*Exercise directions*: Which lines in the records below contain the word "rename"? Copy each one out.
Input for this task Start Marker
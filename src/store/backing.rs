//! Backing storage for the persisted registry.
//!
//! # Write Strategies
//! - Open handles (`File`, in-memory buffer): truncate to zero, seek to the
//!   start, write. Not atomic: a crash mid-write leaves a partial file.
//! - [`AtomicFile`]: write a sibling temporary file, fsync, rename over the
//!   target, fsync the directory. An interruption leaves either the old or the
//!   new contents; a failed rewrite removes the temporary file.

use std::fs::{self, File};
use std::io::{self, Cursor, Read, Seek, SeekFrom, Write};
use std::path::{Path, PathBuf};

/// Storage that holds the whole encoded registry.
pub trait Backing: Send + Sync {
    /// Read the full current contents.
    fn read_all(&mut self) -> io::Result<Vec<u8>>;

    /// Replace the full contents with `bytes`.
    fn rewrite(&mut self, bytes: &[u8]) -> io::Result<()>;

    /// Human-readable name for logs and errors.
    fn describe(&self) -> String;
}

impl Backing for File {
    fn read_all(&mut self) -> io::Result<Vec<u8>> {
        self.seek(SeekFrom::Start(0))?;
        let mut bytes = Vec::new();
        self.read_to_end(&mut bytes)?;
        Ok(bytes)
    }

    fn rewrite(&mut self, bytes: &[u8]) -> io::Result<()> {
        // Truncate first so a shorter encoding leaves no stale tail.
        self.set_len(0)?;
        self.seek(SeekFrom::Start(0))?;
        self.write_all(bytes)?;
        self.flush()
    }

    fn describe(&self) -> String {
        "open file handle".to_string()
    }
}

impl Backing for Cursor<Vec<u8>> {
    fn read_all(&mut self) -> io::Result<Vec<u8>> {
        Ok(self.get_ref().clone())
    }

    fn rewrite(&mut self, bytes: &[u8]) -> io::Result<()> {
        self.get_mut().clear();
        self.set_position(0);
        self.write_all(bytes)
    }

    fn describe(&self) -> String {
        "in-memory buffer".to_string()
    }
}

/// File addressed by path, replaced atomically on every rewrite.
#[derive(Debug, Clone)]
pub struct AtomicFile {
    path: PathBuf,
    temp_path: PathBuf,
}

impl AtomicFile {
    pub fn new(path: impl AsRef<Path>) -> Self {
        let path = path.as_ref().to_path_buf();
        let file_name = path
            .file_name()
            .map(|n| n.to_string_lossy().into_owned())
            .unwrap_or_else(|| "store".to_string());
        let temp_path = path.with_file_name(format!(".{file_name}.tmp"));
        Self { path, temp_path }
    }

    pub fn path(&self) -> &Path {
        &self.path
    }

    fn replace(&self, bytes: &[u8]) -> io::Result<()> {
        {
            let mut temp = File::create(&self.temp_path)?;
            temp.write_all(bytes)?;
            temp.sync_all()?;
        }
        fs::rename(&self.temp_path, &self.path)?;
        sync_parent_dir(&self.path)
    }
}

/// Persist the directory entry so the rename survives a crash.
#[cfg(unix)]
fn sync_parent_dir(path: &Path) -> io::Result<()> {
    let parent = match path.parent() {
        Some(dir) if !dir.as_os_str().is_empty() => dir,
        _ => Path::new("."),
    };
    File::open(parent)?.sync_all()
}

#[cfg(not(unix))]
fn sync_parent_dir(_path: &Path) -> io::Result<()> {
    Ok(())
}

impl Backing for AtomicFile {
    fn read_all(&mut self) -> io::Result<Vec<u8>> {
        match fs::read(&self.path) {
            Ok(bytes) => Ok(bytes),
            Err(e) if e.kind() == io::ErrorKind::NotFound => Ok(Vec::new()),
            Err(e) => Err(e),
        }
    }

    fn rewrite(&mut self, bytes: &[u8]) -> io::Result<()> {
        let result = self.replace(bytes);
        if result.is_err() {
            let _ = fs::remove_file(&self.temp_path);
        }
        result
    }

    fn describe(&self) -> String {
        self.path.display().to_string()
    }
}
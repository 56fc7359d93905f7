//! Metrics collection and exposition.
//!
//! # Metrics
//! - `mond_observations_total` (counter): recorded access-log lines by app
//! - `mond_health_reports_total` (counter): recorded health reports by state
//! - `mond_store_writes_total` (counter): full-registry rewrites by outcome
//! - `mond_store_write_duration_seconds` (histogram): rewrite latency
//! - `mond_store_apps` (gauge): applications in the registry
//! - `mond_probes_total` (counter): probe outcomes (up, status, down, timeout, panic)
//! - `mond_reports_total` (counter): agent reports by kind and outcome
//!
//! Without an installed recorder every call is a no-op.

use std::net::SocketAddr;
use std::time::Duration;

use metrics::{counter, gauge, histogram};
use metrics_exporter_prometheus::PrometheusBuilder;

use crate::config::ObservabilityConfig;
use crate::health::{STATUS_DOWN, STATUS_UP};

/// Install the Prometheus recorder with an HTTP scrape listener on `addr`.
pub fn init_metrics(addr: SocketAddr) -> bool {
    match PrometheusBuilder::new().with_http_listener(addr).install() {
        Ok(()) => {
            tracing::info!(address = %addr, "Metrics endpoint listening");
            true
        }
        Err(e) => {
            tracing::error!(address = %addr, error = %e, "Failed to install metrics exporter");
            false
        }
    }
}

/// Install the exporter if `config` enables it. Used by both binaries.
pub fn init_from_config(config: &ObservabilityConfig) -> bool {
    if !config.metrics_enabled {
        return false;
    }
    match config.metrics_address.parse() {
        Ok(addr) => init_metrics(addr),
        Err(e) => {
            tracing::error!(
                metrics_address = %config.metrics_address,
                error = %e,
                "Failed to parse metrics address"
            );
            false
        }
    }
}

pub fn record_observation(app: &str) {
    counter!("mond_observations_total", "app" => app.to_string()).increment(1);
}

pub fn record_health_report(state: &str) {
    // Free-text states are folded to keep label cardinality bounded.
    let state = match state {
        STATUS_UP => "up",
        STATUS_DOWN => "down",
        _ => "other",
    };
    counter!("mond_health_reports_total", "state" => state).increment(1);
}

pub fn record_store_write(elapsed: Duration, ok: bool) {
    let outcome = if ok { "ok" } else { "error" };
    counter!("mond_store_writes_total", "outcome" => outcome).increment(1);
    histogram!("mond_store_write_duration_seconds").record(elapsed.as_secs_f64());
}

pub fn record_store_apps(count: usize) {
    gauge!("mond_store_apps").set(count as f64);
}

pub fn record_probe(outcome: &'static str) {
    counter!("mond_probes_total", "outcome" => outcome).increment(1);
}

pub fn record_report(kind: &'static str, ok: bool) {
    let outcome = if ok { "ok" } else { "error" };
    counter!("mond_reports_total", "kind" => kind, "outcome" => outcome).increment(1);
}
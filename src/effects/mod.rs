//! The effect runtime: the impure shell around reducers.
//!
//! Reducers stay pure by returning an [`Effect`] describing follow-up work.
//! Everything that actually runs that work lives here:
//!
//! - [`Observable`] and the subjects: a small push-based stream primitive
//! - [`Scheduler`] implementations deciding where and when work runs
//! - [`Effect`] constructors and combinators
//! - [`CancellationRegistry`] tracking cancellable effects by [`CancelId`]
//!
//! Effects are lazy and may be subscribed more than once; each subscription
//! runs the work again.

mod cancellation;
mod disposable;
mod effect;
mod error;
mod observable;
mod scheduler;
mod subject;
mod task;

pub use cancellation::{CancelId, CancellationRegistry};
pub use disposable::{CompositeDisposable, Disposable, SerialDisposable};
pub use effect::Effect;
pub use error::EffectError;
pub use observable::{Event, Observable, Subscriber};
pub use scheduler::{ImmediateScheduler, Job, QueueScheduler, Scheduler, TestScheduler, TokioScheduler};
pub use subject::{BehaviorSubject, PublishSubject};

pub(crate) use error::panic_message;
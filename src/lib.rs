//! TKA: a unidirectional Store/Reducer/Effect runtime
//!
//! Application logic lives in pure [`Reducer`]s that turn
//! `(state, action, environment)` into a new state and an [`Effect`]
//! describing follow-up work. A [`Store`] owns the state, runs every action
//! through the reducer one at a time, and feeds effect output back in.
//!
//! # Core Concepts
//!
//! - **Reducer**: pure transition function, composed with
//!   [`pullback`](Reducer::pullback) and [`combine`](Reducer::combine)
//! - **Effect**: lazy, cancellable stream of actions
//! - **Store**: serializes actions and runs effects; [`scope`](Store::scope)
//!   derives child stores for sub-features
//! - **TestStore**: exhaustive harness asserting every state change and
//!   every effect
//!
//! # Example
//!
//! ```rust
//! use tka::{Effect, Reduced, Reducer, Store};
//!
//! #[derive(Clone, Debug, PartialEq)]
//! enum Action {
//!     Increment,
//!     Decrement,
//!     Reset,
//! }
//!
//! let counter = Reducer::new(|count: i32, action, _env: &()| match action {
//!     Action::Increment => Reduced::none(count + 1),
//!     Action::Decrement => Reduced::none(count - 1),
//!     Action::Reset => Reduced::new(count, Effect::just(Action::Decrement)),
//! });
//!
//! let store = Store::new(0, counter, ());
//! store.send(Action::Increment);
//! store.send(Action::Increment);
//! store.send(Action::Reset);
//! assert_eq!(store.current_state(), 1);
//! ```

pub mod builder;
pub mod core;
pub mod effects;
pub mod store;
pub mod testing;

// Re-export commonly used types
pub use builder::{BuildError, StoreBuilder};
pub use core::{ActionPrism, Getter, Reduced, Reducer, StateLens};
pub use effects::{CancelId, CancellationRegistry, Effect, EffectError};
pub use store::{Store, StoreConfig, ViewStore};
pub use testing::{Step, TestStore};
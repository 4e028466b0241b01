//! Errors raised while assembling a store.

use crate::store::ConfigError;
use thiserror::Error;

#[derive(Debug, Error)]
pub enum BuildError {
    #[error("Initial state not specified. Call .initial(state) before .build()")]
    MissingInitialState,

    #[error("Reducer not specified. Call .reducer(reducer) before .build()")]
    MissingReducer,

    #[error("Environment not specified. Call .environment(env) before .build()")]
    MissingEnvironment,

    #[error(transparent)]
    Config(#[from] ConfigError),
}
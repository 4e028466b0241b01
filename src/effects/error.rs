//! Errors raised inside effects.

use std::any::Any;
use std::fmt::Display;

/// An error produced by an effect's work.
///
/// Effect errors never reach the reducer: the store logs them and drops the
/// failed effect.
#[derive(Debug, Clone, PartialEq, Eq, thiserror::Error)]
pub enum EffectError {
    #[error("effect failed: {0}")]
    Failed(String),

    #[error("effect panicked: {0}")]
    Panicked(String),
}

impl EffectError {
    pub fn failed(reason: impl Display) -> Self {
        Self::Failed(reason.to_string())
    }

    /// Describe a payload caught by `catch_unwind`.
    pub fn from_panic(payload: Box<dyn Any + Send>) -> Self {
        Self::Panicked(panic_message(payload.as_ref()))
    }
}

pub(crate) fn panic_message(payload: &(dyn Any + Send)) -> String {
    if let Some(message) = payload.downcast_ref::<&'static str>() {
        (*message).to_string()
    } else if let Some(message) = payload.downcast_ref::<String>() {
        message.clone()
    } else {
        "non-string panic payload".to_string()
    }
}
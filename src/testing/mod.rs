//! Exhaustive testing of reducers and their effects.
//!
//! [`TestStore`] drives a reducer the way a [`Store`](crate::store::Store)
//! does and fails unless the test accounts for every state change, every
//! action fed back by an effect and every effect still running.

mod diff;
mod failure;
mod step;
mod test_store;

pub use diff::{debug_diff, line_diff};
pub use failure::{StepLabel, TestStoreFailure};
pub use step::Step;
pub use test_store::TestStore;
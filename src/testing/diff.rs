//! Line diffs of pretty-printed values.

use std::fmt::{Debug, Write};

/// Diff the `{:#?}` renderings of `expected` and `actual`.
///
/// Lines only in `expected` start with `-`, lines only in `actual` with `+`.
pub fn debug_diff<T: Debug + ?Sized>(expected: &T, actual: &T) -> String {
    line_diff(&format!("{expected:#?}"), &format!("{actual:#?}"))
}

pub fn line_diff(expected: &str, actual: &str) -> String {
    let mut out = String::new();
    for line in diff::lines(expected, actual) {
        let _ = match line {
            diff::Result::Both(same, _) => writeln!(out, "  {same}"),
            diff::Result::Left(removed) => writeln!(out, "- {removed}"),
            diff::Result::Right(added) => writeln!(out, "+ {added}"),
        };
    }
    out.truncate(out.trim_end().len());
    out
}

#[cfg(test)]
mod tests {
    use super::*;

    #[derive(Debug)]
    struct Counter {
        count: i32,
        label: &'static str,
    }

    #[test]
    fn marks_changed_lines_only() {
        let diff = debug_diff(
            &Counter { count: 1, label: "a" },
            &Counter { count: 2, label: "a" },
        );

        assert_eq!(
            diff,
            "  Counter {\n-     count: 1,\n+     count: 2,\n      label: \"a\",\n  }"
        );
    }

    #[test]
    fn identical_values_have_no_markers() {
        let diff = line_diff("a\nb", "a\nb");
        assert_eq!(diff, "  a\n  b");
    }

    #[test]
    fn insertions_and_removals() {
        assert_eq!(line_diff("a\nb\nc", "a\nc\nd"), "  a\n- b\n  c\n+ d");
    }

    #[test]
    fn long_states_diff_only_the_changed_line() {
        let expected: Vec<u32> = (0..6000).collect();
        let mut actual = expected.clone();
        actual[3000] = 0;

        let diff = debug_diff(&expected, &actual);
        let changed: Vec<&str> = diff
            .lines()
            .filter(|line| line.starts_with("- ") || line.starts_with("+ "))
            .collect();

        assert_eq!(changed, vec!["-     3000,", "+     0,"]);
    }
}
Input for this task End Marker
*Answer*:
//! - [`AtomicFile`]: write a sibling temporary file, fsync, rename over the
        fs::rename(&self.temp_path, &self.path)?;
/// Persist the directory entry so the rename survives a crash.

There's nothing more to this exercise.